Records shown START

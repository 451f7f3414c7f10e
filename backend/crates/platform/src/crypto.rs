//! Cryptographic Utilities
//!
//! Random secrets, SHA-256 digests and constant-time comparison. One-time
//! secrets (MFA bootstrap tokens, reset links, deletion codes) are only ever
//! persisted as [`hash_secret`] digests.

use base64::{Engine, engine::general_purpose};
use rand::{Rng, RngCore, rngs::OsRng};
use sha2::{Digest, Sha256};

/// Generate cryptographically secure random bytes
pub fn random_bytes(len: usize) -> Vec<u8> {
    let mut bytes = vec![0u8; len];
    OsRng.fill_bytes(&mut bytes);
    bytes
}

/// Random URL-safe token carrying `entropy_bytes` bytes of entropy
pub fn random_token(entropy_bytes: usize) -> String {
    general_purpose::URL_SAFE_NO_PAD.encode(random_bytes(entropy_bytes))
}

/// Random decimal code with exactly `digits` digits (leading zeros kept)
pub fn random_numeric_code(digits: u32) -> String {
    let upper = 10u64.pow(digits);
    let value = OsRng.gen_range(0..upper);
    format!("{:0width$}", value, width = digits as usize)
}

/// Compute SHA-256 hash
pub fn sha256(data: &[u8]) -> [u8; 32] {
    let mut hasher = Sha256::new();
    hasher.update(data);
    hasher.finalize().into()
}

/// SHA-256 as lowercase hex
pub fn sha256_hex(data: &[u8]) -> String {
    hex::encode(sha256(data))
}

/// Digest under which a one-time secret is stored and looked up
pub fn hash_secret(secret: &str) -> Vec<u8> {
    sha256(secret.trim().as_bytes()).to_vec()
}

/// Compute HMAC-SHA256 with a 32-byte key
pub fn hmac_sha256(key: &[u8; 32], data: &[u8]) -> [u8; 32] {
    // H((K ^ opad) || H((K ^ ipad) || message)), key zero-padded to the block size
    let mut o_key_pad = [0x5cu8; 64];
    let mut i_key_pad = [0x36u8; 64];

    for (i, byte) in key.iter().enumerate() {
        o_key_pad[i] ^= byte;
        i_key_pad[i] ^= byte;
    }

    let mut inner = Sha256::new();
    inner.update(i_key_pad);
    inner.update(data);
    let inner_digest = inner.finalize();

    let mut outer = Sha256::new();
    outer.update(o_key_pad);
    outer.update(inner_digest);
    outer.finalize().into()
}

/// Constant-time comparison to prevent timing attacks
pub fn constant_time_eq(a: &[u8], b: &[u8]) -> bool {
    if a.len() != b.len() {
        return false;
    }
    a.iter().zip(b.iter()).fold(0u8, |acc, (x, y)| acc | (x ^ y)) == 0
}
#[cfg(test)]
mod router_tests {
    use axum::Router;
    use axum::body::{Body, to_bytes};
    use axum::http::{Request, StatusCode, header};
    use chrono::{Duration, SecondsFormat, Utc};
    use platform::actor::{USER_ID_HEADER, USER_ROLE_HEADER};
    use platform::audit_events::AuditEmitter;
    use serde_json::{Value, json};
    use std::sync::Arc;
    use tower::ServiceExt;

    use crate::application::ProviderConfig;
    use crate::infra::memory::MemoryProviderRepository;
    use crate::presentation::handlers::ProviderAppState;
    use crate::presentation::router::provider_routes;

    fn app() -> Router {
        provider_routes(ProviderAppState {
            repo: Arc::new(MemoryProviderRepository::new()),
            config: Arc::new(ProviderConfig::development()),
            audit: AuditEmitter::disabled(),
        })
    }

    fn request(method: &str, uri: &str, as_user: Option<(&str, &str)>, body: Option<Value>) -> Request<Body> {
        let mut builder = Request::builder()
            .method(method)
            .uri(uri)
            .header(header::CONTENT_TYPE, "application/json");
        if let Some((id, role)) = as_user {
            builder = builder.header(USER_ID_HEADER, id).header(USER_ROLE_HEADER, role);
        }
        builder
            .body(body.map(|b| Body::from(b.to_string())).unwrap_or_default())
            .unwrap()
    }

    async fn send(app: &Router, req: Request<Body>) -> (StatusCode, Value) {
        let resp = app.clone().oneshot(req).await.unwrap();
        let status = resp.status();
        let bytes = to_bytes(resp.into_body(), usize::MAX).await.unwrap();
        (status, serde_json::from_slice(&bytes).unwrap_or(Value::Null))
    }

    const ADMIN: Option<(&str, &str)> = Some(("admin-1", "admin"));
    const OWNER: Option<(&str, &str)> = Some(("owner-1", "provider"));
    const CUSTOMER: Option<(&str, &str)> = Some(("cust-1", "customer"));

    #[tokio::test]
    async fn test_catalog_is_public_to_read() {
        let app = app();

        let (status, _) = send(
            &app,
            request("POST", "/categories", None, Some(json!({ "name": "Laundry" }))),
        )
        .await;
        assert_eq!(status, StatusCode::UNAUTHORIZED);

        let (status, _) = send(
            &app,
            request("POST", "/categories", ADMIN, Some(json!({ "name": "Laundry" }))),
        )
        .await;
        assert_eq!(status, StatusCode::CREATED);

        let (status, body) = send(&app, request("GET", "/categories", None, None)).await;
        assert_eq!(status, StatusCode::OK);
        assert_eq!(body["categories"][0]["name"], "Laundry");

        let (status, _) = send(
            &app,
            request("POST", "/service-areas", CUSTOMER, Some(json!({ "name": "Malate" }))),
        )
        .await;
        assert_eq!(status, StatusCode::FORBIDDEN);
    }

    #[tokio::test]
    async fn test_register_approve_book_confirm() {
        let app = app();

        let (_, category) = send(
            &app,
            request("POST", "/categories", ADMIN, Some(json!({ "name": "Tailoring" }))),
        )
        .await;
        let profile = json!({ "businessName": "Tahi Tailoring", "categoryId": category["id"] });

        let (status, provider) = send(&app, request("POST", "/providers", OWNER, Some(profile.clone()))).await;
        assert_eq!(status, StatusCode::CREATED);
        assert_eq!(provider["status"], "pending_approval");
        let provider_id = provider["id"].as_str().unwrap().to_string();

        let (status, _) = send(&app, request("POST", "/providers", OWNER, Some(profile))).await;
        assert_eq!(status, StatusCode::CONFLICT);

        let (_, listed) = send(&app, request("GET", "/providers", None, None)).await;
        assert!(listed["providers"].as_array().unwrap().is_empty());

        let (status, _) = send(&app, request("GET", &format!("/providers/{provider_id}"), None, None)).await;
        assert_eq!(status, StatusCode::NOT_FOUND);
        let (status, _) = send(&app, request("GET", &format!("/providers/{provider_id}"), OWNER, None)).await;
        assert_eq!(status, StatusCode::OK);

        let (status, _) = send(
            &app,
            request(
                "POST",
                &format!("/providers/{provider_id}/status"),
                Some(("staff-1", "lgu_staff")),
                Some(json!({ "status": "active" })),
            ),
        )
        .await;
        assert_eq!(status, StatusCode::OK);

        let (_, listed) = send(&app, request("GET", "/providers?limit=10", None, None)).await;
        assert_eq!(listed["providers"].as_array().unwrap().len(), 1);

        let scheduled_at = (Utc::now() + Duration::days(2)).to_rfc3339_opts(SecondsFormat::Secs, true);
        let (status, appointment) = send(
            &app,
            request(
                "POST",
                "/appointments",
                CUSTOMER,
                Some(json!({ "providerId": provider_id, "scheduledAt": scheduled_at, "durationMinutes": 45 })),
            ),
        )
        .await;
        assert_eq!(status, StatusCode::CREATED);
        assert_eq!(appointment["status"], "requested");
        let appointment_id = appointment["id"].as_str().unwrap().to_string();

        let (status, _) = send(
            &app,
            request("POST", &format!("/appointments/{appointment_id}/reschedule"), OWNER, None),
        )
        .await;
        assert_eq!(status, StatusCode::NOT_FOUND);

        let (status, confirmed) = send(
            &app,
            request("POST", &format!("/appointments/{appointment_id}/confirm"), OWNER, None),
        )
        .await;
        assert_eq!(status, StatusCode::OK);
        assert_eq!(confirmed["status"], "confirmed");

        let (status, _) = send(
            &app,
            request("POST", &format!("/appointments/{appointment_id}/decline"), OWNER, None),
        )
        .await;
        assert_eq!(status, StatusCode::CONFLICT);

        let (_, mine) = send(&app, request("GET", "/appointments/mine", CUSTOMER, None)).await;
        assert_eq!(mine["appointments"].as_array().unwrap().len(), 1);
    }

    #[tokio::test]
    async fn test_bad_input() {
        let app = app();

        let (status, _) = send(
            &app,
            request(
                "POST",
                "/providers",
                OWNER,
                Some(json!({ "businessName": "Shop", "categoryId": "nope" })),
            ),
        )
        .await;
        assert_eq!(status, StatusCode::BAD_REQUEST);

        let (status, _) = send(
            &app,
            request(
                "POST",
                "/providers",
                OWNER,
                Some(json!({ "businessName": "Shop", "categoryId": uuid::Uuid::new_v4() })),
            ),
        )
        .await;
        assert_eq!(status, StatusCode::UNPROCESSABLE_ENTITY);

        let (status, _) = send(&app, request("GET", "/providers?limit=500", None, None)).await;
        assert_eq!(status, StatusCode::BAD_REQUEST);

        let (status, _) = send(&app, request("GET", "/providers/not-a-uuid", None, None)).await;
        assert_eq!(status, StatusCode::BAD_REQUEST);
    }
}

Records shown END

**Problem statement**. Answer with a single number, the count of lines above that contain "iter".

**Output**. 2